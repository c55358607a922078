// src/state.rs

use std::sync::Arc;

use thiserror::Error;

use crate::{
    config::Config,
    db,
    error::ServiceError,
    security::{Argon2Verifier, JwtIssuer, PasswordVerifier, TokenIssuer},
    services::{AuthService, CatalogService, ResultService, StatsService},
    store::{DataStore, postgres::PgStore},
};

#[derive(Debug, Error)]
pub enum StartupError {
    #[error("database connection failed: {0}")]
    Database(#[from] sqlx::Error),
    #[error("admin bootstrap failed: {0}")]
    AdminBootstrap(#[from] ServiceError),
}

/// The four services, sharing one store handle.
#[derive(Clone)]
pub struct AppState {
    pub auth: AuthService,
    pub stats: StatsService,
    pub catalog: CatalogService,
    pub results: ResultService,
}

impl AppState {
    pub fn new(
        store: Arc<dyn DataStore>,
        passwords: Arc<dyn PasswordVerifier>,
        tokens: Arc<dyn TokenIssuer>,
    ) -> Self {
        Self {
            auth: AuthService::new(store.clone(), passwords, tokens),
            stats: StatsService::new(store.clone()),
            catalog: CatalogService::new(store.clone()),
            results: ResultService::new(store),
        }
    }

    /// Connects to Postgres, wires the production collaborators and seeds
    /// the configured admin account.
    ///
    /// This is what the embedding binary calls after `Config::from_env` and
    /// `telemetry::init_tracing`.
    pub async fn from_config(config: &Config) -> Result<Self, StartupError> {
        let pool = db::connect(config).await?;

        let state = Self::new(
            Arc::new(PgStore::new(pool)),
            Arc::new(Argon2Verifier),
            Arc::new(JwtIssuer::new(&config.jwt_secret)),
        );
        state.bootstrap_admin(config).await?;

        Ok(state)
    }

    /// Seeds the admin account from config, if one is configured.
    pub async fn bootstrap_admin(&self, config: &Config) -> Result<(), ServiceError> {
        if let Some(admin) = &config.admin {
            self.auth
                .ensure_admin(&admin.name, &admin.email, &admin.password)
                .await?;
        }
        Ok(())
    }
}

● Exercise objective
Both the first line of the data above and the line with "#[derive(Clone)]" must be included; please return exactly those lines and the ones between them.

● Task response
repository c55358607a922078
// src/state.rs

use std::sync::Arc;

use thiserror::Error;

use crate::{
    config::Config,
    db,
    error::ServiceError,
    security::{Argon2Verifier, JwtIssuer, PasswordVerifier, TokenIssuer},
    services::{AuthService, CatalogService, ResultService, StatsService},
    store::{DataStore, postgres::PgStore},
};

#[derive(Debug, Error)]
pub enum StartupError {
    #[error("database connection failed: {0}")]
    Database(#[from] sqlx::Error),
    #[error("admin bootstrap failed: {0}")]
    AdminBootstrap(#[from] ServiceError),
}

/// The four services, sharing one store handle.
#[derive(Clone)]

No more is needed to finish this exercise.